Work instruction >> Every line of the data below should be retyped exactly.

Exercise data >>
//! Facet selection: which textual readout of an element to convert
//!
//! Methods parse from the spellings `text`, `html`, `attr-<name>`,
//! `data-<name>` and the shorthands `:<name>` / `.<name>`. Shorthands are
//! normalized while parsing, so a `Method` only ever holds canonical variants.

use std::fmt;
use std::str::FromStr;

use scraper::ElementRef;

use crate::error::ExtractError;

/// How to read raw text out of a matched element
#[derive(Debug, Clone, PartialEq, Eq, Hash)]
pub enum Method {
    /// Concatenated text of all descendant text nodes
    Text,
    /// Serialized inner HTML
    Html,
    /// Named attribute, empty when absent
    Attribute(String),
    /// `data-*` attribute, empty when absent
    Data(String),
}

impl Method {
    pub fn attr(name: impl Into<String>) -> Self {
        Method::Attribute(name.into())
    }

    pub fn data(name: impl Into<String>) -> Self {
        Method::Data(name.into())
    }

    /// Read this facet from `element`, untrimmed
    pub fn read(&self, element: &ElementRef<'_>) -> String {
        match self {
            Method::Text => element.text().collect(),
            Method::Html => element.inner_html(),
            Method::Attribute(name) => element.value().attr(name).unwrap_or_default().to_string(),
            Method::Data(name) => element
                .value()
                .attr(&data_attribute_name(name))
                .unwrap_or_default()
                .to_string(),
        }
    }
}

impl FromStr for Method {
    type Err = ExtractError;

    fn from_str(s: &str) -> Result<Self, Self::Err> {
        let invalid = || ExtractError::InvalidMethod(s.to_string());

        let named = |name: &str, build: fn(String) -> Method| {
            if name.is_empty() {
                Err(invalid())
            } else {
                Ok(build(name.to_string()))
            }
        };

        match s {
            "text" => Ok(Method::Text),
            "html" => Ok(Method::Html),
            _ => {
                if let Some(name) = s.strip_prefix(':') {
                    named(name, Method::Attribute)
                } else if let Some(name) = s.strip_prefix('.') {
                    named(name, Method::Data)
                } else if let Some(name) = s.strip_prefix("attr-") {
                    named(name, Method::Attribute)
                } else if let Some(name) = s.strip_prefix("data-") {
                    named(name, Method::Data)
                } else {
                    Err(invalid())
                }
            }
        }
    }
}

impl fmt::Display for Method {
    fn fmt(&self, f: &mut fmt::Formatter<'_>) -> fmt::Result {
        match self {
            Method::Text => f.write_str("text"),
            Method::Html => f.write_str("html"),
            Method::Attribute(name) => write!(f, "attr-{name}"),
            Method::Data(name) => write!(f, "data-{name}"),
        }
    }
}

/// Map a dataset key to its attribute: `flag` -> `data-flag`, `userId` -> `data-user-id`
fn data_attribute_name(name: &str) -> String {
    let mut attr = String::with_capacity(name.len() + 6);
    attr.push_str("data-");
    for c in name.chars() {
        if c.is_ascii_uppercase() {
            attr.push('-');
            attr.push(c.to_ascii_lowercase());
        } else {
            attr.push(c);
        }
    }
    attr
}

/// Ordered, non-empty list of methods tried until one yields text
#[derive(Debug, Clone, PartialEq, Eq)]
pub struct MethodList(Vec<Method>);

impl MethodList {
    /// Append a lower-priority fallback
    pub fn then(mut self, method: Method) -> Self {
        self.0.push(method);
        self
    }

    pub fn iter(&self) -> std::slice::Iter<'_, Method> {
        self.0.iter()
    }

    pub fn as_slice(&self) -> &[Method] {
        &self.0
    }

    /// Parse each spelling in order
    pub fn parse<S: AsRef<str>>(spellings: &[S]) -> Result<Self, ExtractError> {
        let methods = spellings
            .iter()
            .map(|s| s.as_ref().trim().parse())
            .collect::<Result<Vec<Method>, _>>()?;
        Self::try_from(methods)
    }
}

impl From<Method> for MethodList {
    fn from(method: Method) -> Self {
        MethodList(vec![method])
    }
}

impl TryFrom<Vec<Method>> for MethodList {
    type Error = ExtractError;

    fn try_from(methods: Vec<Method>) -> Result<Self, Self::Error> {
        if methods.is_empty() {
            return Err(ExtractError::InvalidMethod(String::new()));
        }
        Ok(MethodList(methods))
    }
}

/// Comma-separated, e.g. `".src, :src"`
impl FromStr for MethodList {
    type Err = ExtractError;

    fn from_str(s: &str) -> Result<Self, Self::Err> {
        let parts: Vec<&str> = s.split(',').collect();
        Self::parse(&parts)
    }
}

impl<'a> IntoIterator for &'a MethodList {
    type Item = &'a Method;
    type IntoIter = std::slice::Iter<'a, Method>;

    fn into_iter(self) -> Self::IntoIter {
        self.0.iter()
    }
}

/// Try each method against `element` in order and keep the first non-empty
/// trimmed text. Returns an empty string when every facet is empty.
pub fn read_facets(element: &ElementRef<'_>, methods: &MethodList) -> String {
    for method in methods {
        let raw = method.read(element);
        let text = raw.trim();
        if !text.is_empty() {
            tracing::debug!(%method, "facet resolved");
            return text.to_string();
        }
        tracing::debug!(%method, "facet empty, falling back");
    }
    String::new()
}

#[cfg(test)]
mod tests {
    use super::*;
    use scraper::{Html, Selector};

    fn first<'a>(doc: &'a Html, css: &str) -> ElementRef<'a> {
        let sel = Selector::parse(css).unwrap();
        doc.select(&sel).next().unwrap()
    }

    #[test]
    fn test_parse_spellings() {
        assert_eq!("text".parse::<Method>().unwrap(), Method::Text);
        assert_eq!("html".parse::<Method>().unwrap(), Method::Html);
        assert_eq!(
            "attr-data-id".parse::<Method>().unwrap(),
            Method::attr("data-id")
        );
        assert_eq!("data-flag".parse::<Method>().unwrap(), Method::data("flag"));
    }

    #[test]
    fn test_shorthands_normalize() {
        assert_eq!(
            ":href".parse::<Method>().unwrap(),
            "attr-href".parse::<Method>().unwrap()
        );
        assert_eq!(
            ".flag".parse::<Method>().unwrap(),
            "data-flag".parse::<Method>().unwrap()
        );
        assert_eq!(":href".parse::<Method>().unwrap().to_string(), "attr-href");
    }

    #[test]
    fn test_invalid_methods() {
        for bad in ["", "attr", "attr-", ":", ".", "inner", "Text"] {
            assert!(
                matches!(bad.parse::<Method>(), Err(ExtractError::InvalidMethod(_))),
                "{bad:?} should be rejected"
            );
        }
        assert!(MethodList::try_from(Vec::new()).is_err());
    }

    #[test]
    fn test_method_list_from_str() {
        let list: MethodList = ".src, :src".parse().unwrap();
        assert_eq!(
            list,
            MethodList::from(Method::data("src")).then(Method::attr("src"))
        );
    }

    #[test]
    fn test_read_each_facet() {
        let doc = Html::parse_fragment(
            r#"<p class="t" title="x" data-user-id="7"> Hi <b>there</b> </p>"#,
        );
        let el = first(&doc, ".t");

        assert_eq!(Method::Text.read(&el), " Hi there ");
        assert_eq!(Method::Html.read(&el), " Hi <b>there</b> ");
        assert_eq!(Method::attr("title").read(&el), "x");
        assert_eq!(Method::attr("missing").read(&el), "");
        assert_eq!(Method::data("userId").read(&el), "7");
        assert_eq!(Method::data("user-id").read(&el), "7");
    }

    #[test]
    fn test_read_facets_first_non_empty_wins() {
        let doc = Html::parse_fragment(r#"<span class="v" data-n="  " title="42">text</span>"#);
        let el = first(&doc, ".v");

        let methods =
            MethodList::try_from(vec![Method::data("n"), Method::attr("title"), Method::Text])
                .unwrap();
        assert_eq!(read_facets(&el, &methods), "42");

        let all_empty =
            MethodList::try_from(vec![Method::data("n"), Method::attr("nope")]).unwrap();
        assert_eq!(read_facets(&el, &all_empty), "");
    }
}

Exercise result >>
//! Facet selection: which textual readout of an element to convert
//!
//! Methods parse from the spellings `text`, `html`, `attr-<name>`,
//! `data-<name>` and the shorthands `:<name>` / `.<name>`. Shorthands are
//! normalized while parsing, so a `Method` only ever holds canonical variants.

use std::fmt;
use std::str::FromStr;

use scraper::ElementRef;

use crate::error::ExtractError;

/// How to read raw text out of a matched element
#[derive(Debug, Clone, PartialEq, Eq, Hash)]
pub enum Method {
    /// Concatenated text of all descendant text nodes
    Text,
    /// Serialized inner HTML
    Html,
    /// Named attribute, empty when absent
    Attribute(String),
    /// `data-*` attribute, empty when absent
    Data(String),
}

impl Method {
    pub fn attr(name: impl Into<String>) -> Self {
        Method::Attribute(name.into())
    }

    pub fn data(name: impl Into<String>) -> Self {
        Method::Data(name.into())
    }

    /// Read this facet from `element`, untrimmed
    pub fn read(&self, element: &ElementRef<'_>) -> String {
        match self {
            Method::Text => element.text().collect(),
            Method::Html => element.inner_html(),
            Method::Attribute(name) => element.value().attr(name).unwrap_or_default().to_string(),
            Method::Data(name) => element
                .value()
                .attr(&data_attribute_name(name))
                .unwrap_or_default()
                .to_string(),
        }
    }
}

impl FromStr for Method {
    type Err = ExtractError;

    fn from_str(s: &str) -> Result<Self, Self::Err> {
        let invalid = || ExtractError::InvalidMethod(s.to_string());

        let named = |name: &str, build: fn(String) -> Method| {
            if name.is_empty() {
                Err(invalid())
            } else {
                Ok(build(name.to_string()))
            }
        };

        match s {
            "text" => Ok(Method::Text),
            "html" => Ok(Method::Html),
            _ => {
                if let Some(name) = s.strip_prefix(':') {
                    named(name, Method::Attribute)
                } else if let Some(name) = s.strip_prefix('.') {
                    named(name, Method::Data)
                } else if let Some(name) = s.strip_prefix("attr-") {
                    named(name, Method::Attribute)
                } else if let Some(name) = s.strip_prefix("data-") {
                    named(name, Method::Data)
                } else {
                    Err(invalid())
                }
            }
        }
    }
}

impl fmt::Display for Method {
    fn fmt(&self, f: &mut fmt::Formatter<'_>) -> fmt::Result {
        match self {
            Method::Text => f.write_str("text"),
            Method::Html => f.write_str("html"),
            Method::Attribute(name) => write!(f, "attr-{name}"),
            Method::Data(name) => write!(f, "data-{name}"),
        }
    }
}

/// Map a dataset key to its attribute: `flag` -> `data-flag`, `userId` -> `data-user-id`
fn data_attribute_name(name: &str) -> String {
    let mut attr = String::with_capacity(name.len() + 6);
    attr.push_str("data-");
    for c in name.chars() {
        if c.is_ascii_uppercase() {
            attr.push('-');
            attr.push(c.to_ascii_lowercase());
        } else {
            attr.push(c);
        }
    }
    attr
}

/// Ordered, non-empty list of methods tried until one yields text
#[derive(Debug, Clone, PartialEq, Eq)]
pub struct MethodList(Vec<Method>);

impl MethodList {
    /// Append a lower-priority fallback
    pub fn then(mut self, method: Method) -> Self {
        self.0.push(method);
        self
    }

    pub fn iter(&self) -> std::slice::Iter<'_, Method> {
        self.0.iter()
    }

    pub fn as_slice(&self) -> &[Method] {
        &self.0
    }

    /// Parse each spelling in order
    pub fn parse<S: AsRef<str>>(spellings: &[S]) -> Result<Self, ExtractError> {
        let methods = spellings
            .iter()
            .map(|s| s.as_ref().trim().parse())
            .collect::<Result<Vec<Method>, _>>()?;
        Self::try_from(methods)
    }
}

impl From<Method> for MethodList {
    fn from(method: Method) -> Self {
        MethodList(vec![method])
    }
}

impl TryFrom<Vec<Method>> for MethodList {
    type Error = ExtractError;

    fn try_from(methods: Vec<Method>) -> Result<Self, Self::Error> {
        if methods.is_empty() {
            return Err(ExtractError::InvalidMethod(String::new()));
        }
        Ok(MethodList(methods))
    }
}

/// Comma-separated, e.g. `".src, :src"`
impl FromStr for MethodList {
    type Err = ExtractError;

    fn from_str(s: &str) -> Result<Self, Self::Err> {
        let parts: Vec<&str> = s.split(',').collect();
        Self::parse(&parts)
    }
}

impl<'a> IntoIterator for &'a MethodList {
    type Item = &'a Method;
    type IntoIter = std::slice::Iter<'a, Method>;

    fn into_iter(self) -> Self::IntoIter {
        self.0.iter()
    }
}

/// Try each method against `element` in order and keep the first non-empty
/// trimmed text. Returns an empty string when every facet is empty.
pub fn read_facets(element: &ElementRef<'_>, methods: &MethodList) -> String {
    for method in methods {
        let raw = method.read(element);
        let text = raw.trim();
        if !text.is_empty() {
            tracing::debug!(%method, "facet resolved");
            return text.to_string();
        }
        tracing::debug!(%method, "facet empty, falling back");
    }
    String::new()
}

#[cfg(test)]
mod tests {
    use super::*;
    use scraper::{Html, Selector};

    fn first<'a>(doc: &'a Html, css: &str) -> ElementRef<'a> {
        let sel = Selector::parse(css).unwrap();
        doc.select(&sel).next().unwrap()
    }

    #[test]
    fn test_parse_spellings() {
        assert_eq!("text".parse::<Method>().unwrap(), Method::Text);
        assert_eq!("html".parse::<Method>().unwrap(), Method::Html);
        assert_eq!(
            "attr-data-id".parse::<Method>().unwrap(),
            Method::attr("data-id")
        );
        assert_eq!("data-flag".parse::<Method>().unwrap(), Method::data("flag"));
    }

    #[test]
    fn test_shorthands_normalize() {
        assert_eq!(
            ":href".parse::<Method>().unwrap(),
            "attr-href".parse::<Method>().unwrap()
        );
        assert_eq!(
            ".flag".parse::<Method>().unwrap(),
            "data-flag".parse::<Method>().unwrap()
        );
        assert_eq!(":href".parse::<Method>().unwrap().to_string(), "attr-href");
    }

    #[test]
    fn test_invalid_methods() {
        for bad in ["", "attr", "attr-", ":", ".", "inner", "Text"] {
            assert!(
                matches!(bad.parse::<Method>(), Err(ExtractError::InvalidMethod(_))),
                "{bad:?} should be rejected"
            );
        }
        assert!(MethodList::try_from(Vec::new()).is_err());
    }

    #[test]
    fn test_method_list_from_str() {
        let list: MethodList = ".src, :src".parse().unwrap();
        assert_eq!(
            list,
            MethodList::from(Method::data("src")).then(Method::attr("src"))
        );
    }

    #[test]
    fn test_read_each_facet() {
        let doc = Html::parse_fragment(
            r#"<p class="t" title="x" data-user-id="7"> Hi <b>there</b> </p>"#,
        );
        let el = first(&doc, ".t");

        assert_eq!(Method::Text.read(&el), " Hi there ");
        assert_eq!(Method::Html.read(&el), " Hi <b>there</b> ");
        assert_eq!(Method::attr("title").read(&el), "x");
        assert_eq!(Method::attr("missing").read(&el), "");
        assert_eq!(Method::data("userId").read(&el), "7");
        assert_eq!(Method::data("user-id").read(&el), "7");
    }

    #[test]
    fn test_read_facets_first_non_empty_wins() {
        let doc = Html::parse_fragment(r#"<span class="v" data-n="  " title="42">text</span>"#);
        let el = first(&doc, ".v");

        let methods =
            MethodList::try_from(vec![Method::data("n"), Method::attr("title"), Method::Text])
                .unwrap();
        assert_eq!(read_facets(&el, &methods), "42");

        let all_empty =
            MethodList::try_from(vec![Method::data("n"), Method::attr("nope")]).unwrap();
        assert_eq!(read_facets(&el, &all_empty), "");
    }
}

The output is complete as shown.